== Segment start ==

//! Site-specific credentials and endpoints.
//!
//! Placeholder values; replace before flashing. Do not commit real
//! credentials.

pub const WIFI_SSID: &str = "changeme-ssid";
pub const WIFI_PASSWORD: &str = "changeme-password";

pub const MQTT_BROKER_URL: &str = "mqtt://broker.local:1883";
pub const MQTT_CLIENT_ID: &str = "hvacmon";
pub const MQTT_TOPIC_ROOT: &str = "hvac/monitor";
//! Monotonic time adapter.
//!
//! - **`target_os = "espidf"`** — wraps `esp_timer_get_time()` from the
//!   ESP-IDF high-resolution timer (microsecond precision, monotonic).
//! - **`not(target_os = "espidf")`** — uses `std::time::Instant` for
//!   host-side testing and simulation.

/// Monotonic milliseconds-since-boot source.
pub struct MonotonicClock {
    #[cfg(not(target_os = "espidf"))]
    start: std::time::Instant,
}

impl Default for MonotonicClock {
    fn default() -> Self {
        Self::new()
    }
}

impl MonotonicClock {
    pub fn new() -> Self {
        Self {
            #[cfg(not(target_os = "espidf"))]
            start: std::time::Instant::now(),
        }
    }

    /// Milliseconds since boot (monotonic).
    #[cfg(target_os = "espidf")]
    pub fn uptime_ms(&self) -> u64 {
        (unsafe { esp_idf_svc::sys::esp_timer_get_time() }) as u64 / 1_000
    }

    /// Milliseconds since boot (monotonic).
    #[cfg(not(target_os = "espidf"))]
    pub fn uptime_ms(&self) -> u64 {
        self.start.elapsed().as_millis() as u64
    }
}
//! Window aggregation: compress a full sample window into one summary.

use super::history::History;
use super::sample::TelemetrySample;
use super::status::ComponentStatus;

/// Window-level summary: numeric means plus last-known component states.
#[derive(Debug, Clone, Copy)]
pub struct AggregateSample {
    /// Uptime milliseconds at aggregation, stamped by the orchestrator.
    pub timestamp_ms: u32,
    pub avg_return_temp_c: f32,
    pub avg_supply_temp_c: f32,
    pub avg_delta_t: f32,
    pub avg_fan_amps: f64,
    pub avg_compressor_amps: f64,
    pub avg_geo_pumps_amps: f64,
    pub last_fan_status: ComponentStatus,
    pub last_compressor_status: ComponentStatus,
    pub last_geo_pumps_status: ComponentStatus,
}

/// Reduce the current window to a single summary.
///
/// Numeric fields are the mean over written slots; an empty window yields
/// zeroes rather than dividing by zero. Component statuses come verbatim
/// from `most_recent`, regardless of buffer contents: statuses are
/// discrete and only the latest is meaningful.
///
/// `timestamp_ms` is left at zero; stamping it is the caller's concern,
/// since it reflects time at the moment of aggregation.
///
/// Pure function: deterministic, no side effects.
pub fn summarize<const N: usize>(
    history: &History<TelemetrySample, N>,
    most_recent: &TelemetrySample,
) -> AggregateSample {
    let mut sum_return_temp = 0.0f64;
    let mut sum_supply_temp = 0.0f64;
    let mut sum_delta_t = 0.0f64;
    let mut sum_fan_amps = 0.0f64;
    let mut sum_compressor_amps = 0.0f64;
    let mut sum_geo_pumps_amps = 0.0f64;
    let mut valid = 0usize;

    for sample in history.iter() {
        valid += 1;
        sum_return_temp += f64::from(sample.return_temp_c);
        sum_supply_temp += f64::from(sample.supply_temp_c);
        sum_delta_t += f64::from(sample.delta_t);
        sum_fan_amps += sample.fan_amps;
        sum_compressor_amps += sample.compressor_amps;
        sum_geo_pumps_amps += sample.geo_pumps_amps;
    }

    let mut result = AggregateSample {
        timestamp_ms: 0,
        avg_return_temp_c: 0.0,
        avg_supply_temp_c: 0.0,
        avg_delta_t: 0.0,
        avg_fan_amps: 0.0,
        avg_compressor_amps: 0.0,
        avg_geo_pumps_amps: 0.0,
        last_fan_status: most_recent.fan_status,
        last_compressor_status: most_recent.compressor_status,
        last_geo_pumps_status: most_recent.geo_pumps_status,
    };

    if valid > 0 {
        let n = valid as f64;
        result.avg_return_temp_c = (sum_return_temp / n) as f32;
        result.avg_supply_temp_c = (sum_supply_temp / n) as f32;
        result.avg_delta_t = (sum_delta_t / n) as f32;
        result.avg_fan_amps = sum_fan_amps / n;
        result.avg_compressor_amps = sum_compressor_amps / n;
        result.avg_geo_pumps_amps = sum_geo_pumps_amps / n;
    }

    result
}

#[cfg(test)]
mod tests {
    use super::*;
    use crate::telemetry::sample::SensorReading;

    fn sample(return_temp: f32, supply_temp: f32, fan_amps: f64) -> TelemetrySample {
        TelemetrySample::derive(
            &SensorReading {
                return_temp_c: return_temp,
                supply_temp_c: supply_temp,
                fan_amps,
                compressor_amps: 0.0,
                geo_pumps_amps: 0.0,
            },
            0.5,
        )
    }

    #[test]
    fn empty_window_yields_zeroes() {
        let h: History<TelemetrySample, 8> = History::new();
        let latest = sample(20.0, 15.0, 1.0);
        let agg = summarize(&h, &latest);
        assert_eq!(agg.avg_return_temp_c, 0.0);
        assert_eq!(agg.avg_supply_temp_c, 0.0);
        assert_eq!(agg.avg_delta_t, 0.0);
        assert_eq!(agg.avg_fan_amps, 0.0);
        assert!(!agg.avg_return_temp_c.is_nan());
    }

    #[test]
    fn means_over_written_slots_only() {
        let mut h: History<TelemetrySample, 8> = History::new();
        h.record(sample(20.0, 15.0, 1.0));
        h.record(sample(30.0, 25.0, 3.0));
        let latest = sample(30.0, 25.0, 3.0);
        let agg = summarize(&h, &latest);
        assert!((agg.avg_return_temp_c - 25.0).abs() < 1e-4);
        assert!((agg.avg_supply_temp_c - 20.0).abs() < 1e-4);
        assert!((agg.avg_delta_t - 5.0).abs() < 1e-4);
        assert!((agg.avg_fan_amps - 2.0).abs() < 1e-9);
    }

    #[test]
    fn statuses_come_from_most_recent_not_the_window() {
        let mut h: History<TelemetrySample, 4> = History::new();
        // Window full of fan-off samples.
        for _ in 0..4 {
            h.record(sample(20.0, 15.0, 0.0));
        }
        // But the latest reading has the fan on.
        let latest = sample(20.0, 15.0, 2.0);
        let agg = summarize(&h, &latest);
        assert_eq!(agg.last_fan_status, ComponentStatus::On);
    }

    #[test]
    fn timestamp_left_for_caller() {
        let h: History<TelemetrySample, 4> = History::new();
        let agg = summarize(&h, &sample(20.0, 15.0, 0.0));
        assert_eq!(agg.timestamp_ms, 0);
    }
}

== Segment end ==
== Segment start ==

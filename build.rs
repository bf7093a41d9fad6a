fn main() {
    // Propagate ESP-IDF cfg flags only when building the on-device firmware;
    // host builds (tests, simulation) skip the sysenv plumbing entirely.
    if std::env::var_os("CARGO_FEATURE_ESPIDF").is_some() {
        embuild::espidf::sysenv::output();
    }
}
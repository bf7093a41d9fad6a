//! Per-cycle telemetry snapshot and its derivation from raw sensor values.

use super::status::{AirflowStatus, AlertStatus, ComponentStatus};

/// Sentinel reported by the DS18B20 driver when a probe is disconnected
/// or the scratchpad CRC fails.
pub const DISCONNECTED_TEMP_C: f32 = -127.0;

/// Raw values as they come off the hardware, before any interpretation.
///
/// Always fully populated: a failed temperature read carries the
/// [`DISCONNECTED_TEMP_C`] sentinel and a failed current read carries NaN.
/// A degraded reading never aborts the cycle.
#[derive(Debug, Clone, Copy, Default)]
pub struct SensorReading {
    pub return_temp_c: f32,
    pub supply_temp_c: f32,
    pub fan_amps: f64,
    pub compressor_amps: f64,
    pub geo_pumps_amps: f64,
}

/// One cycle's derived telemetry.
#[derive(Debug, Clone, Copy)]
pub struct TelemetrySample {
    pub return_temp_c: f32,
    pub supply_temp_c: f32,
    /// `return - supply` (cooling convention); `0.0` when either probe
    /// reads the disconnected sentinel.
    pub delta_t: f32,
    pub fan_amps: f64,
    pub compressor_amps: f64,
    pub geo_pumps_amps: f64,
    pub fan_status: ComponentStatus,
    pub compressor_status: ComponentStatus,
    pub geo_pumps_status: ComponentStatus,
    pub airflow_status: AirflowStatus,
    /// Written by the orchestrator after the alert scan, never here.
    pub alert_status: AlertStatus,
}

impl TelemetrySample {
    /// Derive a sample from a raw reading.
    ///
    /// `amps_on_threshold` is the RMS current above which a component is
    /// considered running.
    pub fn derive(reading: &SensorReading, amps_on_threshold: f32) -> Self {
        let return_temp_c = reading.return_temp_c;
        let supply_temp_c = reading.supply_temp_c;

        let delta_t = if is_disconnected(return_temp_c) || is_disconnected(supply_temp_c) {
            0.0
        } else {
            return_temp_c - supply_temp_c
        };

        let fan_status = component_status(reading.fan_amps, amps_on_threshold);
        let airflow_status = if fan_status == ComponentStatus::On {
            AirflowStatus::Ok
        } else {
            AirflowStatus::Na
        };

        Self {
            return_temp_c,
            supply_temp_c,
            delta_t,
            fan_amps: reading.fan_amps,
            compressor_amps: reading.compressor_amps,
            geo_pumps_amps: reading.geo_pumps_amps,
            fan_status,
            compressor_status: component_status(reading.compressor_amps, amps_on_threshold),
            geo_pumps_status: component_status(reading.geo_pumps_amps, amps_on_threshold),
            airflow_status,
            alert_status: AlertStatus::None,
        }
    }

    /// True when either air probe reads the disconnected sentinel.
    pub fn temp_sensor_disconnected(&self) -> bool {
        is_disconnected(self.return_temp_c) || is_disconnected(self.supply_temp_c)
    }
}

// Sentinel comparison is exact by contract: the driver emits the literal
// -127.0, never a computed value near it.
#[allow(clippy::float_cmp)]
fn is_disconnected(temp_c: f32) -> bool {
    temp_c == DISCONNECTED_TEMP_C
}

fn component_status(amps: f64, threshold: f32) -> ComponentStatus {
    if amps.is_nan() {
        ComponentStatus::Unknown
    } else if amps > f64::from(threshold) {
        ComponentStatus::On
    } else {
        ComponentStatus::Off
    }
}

== Segment end ==
== Segment start ==

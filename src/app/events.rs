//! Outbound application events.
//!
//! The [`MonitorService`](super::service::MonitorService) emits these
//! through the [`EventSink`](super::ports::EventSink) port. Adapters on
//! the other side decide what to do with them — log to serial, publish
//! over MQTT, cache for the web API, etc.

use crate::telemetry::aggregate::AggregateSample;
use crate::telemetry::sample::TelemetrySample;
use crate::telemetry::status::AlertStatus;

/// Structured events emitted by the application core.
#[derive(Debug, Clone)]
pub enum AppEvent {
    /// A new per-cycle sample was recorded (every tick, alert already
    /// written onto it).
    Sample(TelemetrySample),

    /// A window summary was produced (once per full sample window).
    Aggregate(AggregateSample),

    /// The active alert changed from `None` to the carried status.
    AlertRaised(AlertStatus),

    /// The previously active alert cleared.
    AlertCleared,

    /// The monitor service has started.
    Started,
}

== Segment end ==

=== How to complete this task ===
Reprint exactly the lines above that start at the one with "let mut sum_delta_t = 0.0f64;" and end at the one with "use super::*;", keeping both and adding none.

=== Completed exercise ===
    let mut sum_delta_t = 0.0f64;
    let mut sum_fan_amps = 0.0f64;
    let mut sum_compressor_amps = 0.0f64;
    let mut sum_geo_pumps_amps = 0.0f64;
    let mut valid = 0usize;

    for sample in history.iter() {
        valid += 1;
        sum_return_temp += f64::from(sample.return_temp_c);
        sum_supply_temp += f64::from(sample.supply_temp_c);
        sum_delta_t += f64::from(sample.delta_t);
        sum_fan_amps += sample.fan_amps;
        sum_compressor_amps += sample.compressor_amps;
        sum_geo_pumps_amps += sample.geo_pumps_amps;
    }

    let mut result = AggregateSample {
        timestamp_ms: 0,
        avg_return_temp_c: 0.0,
        avg_supply_temp_c: 0.0,
        avg_delta_t: 0.0,
        avg_fan_amps: 0.0,
        avg_compressor_amps: 0.0,
        avg_geo_pumps_amps: 0.0,
        last_fan_status: most_recent.fan_status,
        last_compressor_status: most_recent.compressor_status,
        last_geo_pumps_status: most_recent.geo_pumps_status,
    };

    if valid > 0 {
        let n = valid as f64;
        result.avg_return_temp_c = (sum_return_temp / n) as f32;
        result.avg_supply_temp_c = (sum_supply_temp / n) as f32;
        result.avg_delta_t = (sum_delta_t / n) as f32;
        result.avg_fan_amps = sum_fan_amps / n;
        result.avg_compressor_amps = sum_compressor_amps / n;
        result.avg_geo_pumps_amps = sum_geo_pumps_amps / n;
    }

    result
}

#[cfg(test)]
mod tests {
    use super::*;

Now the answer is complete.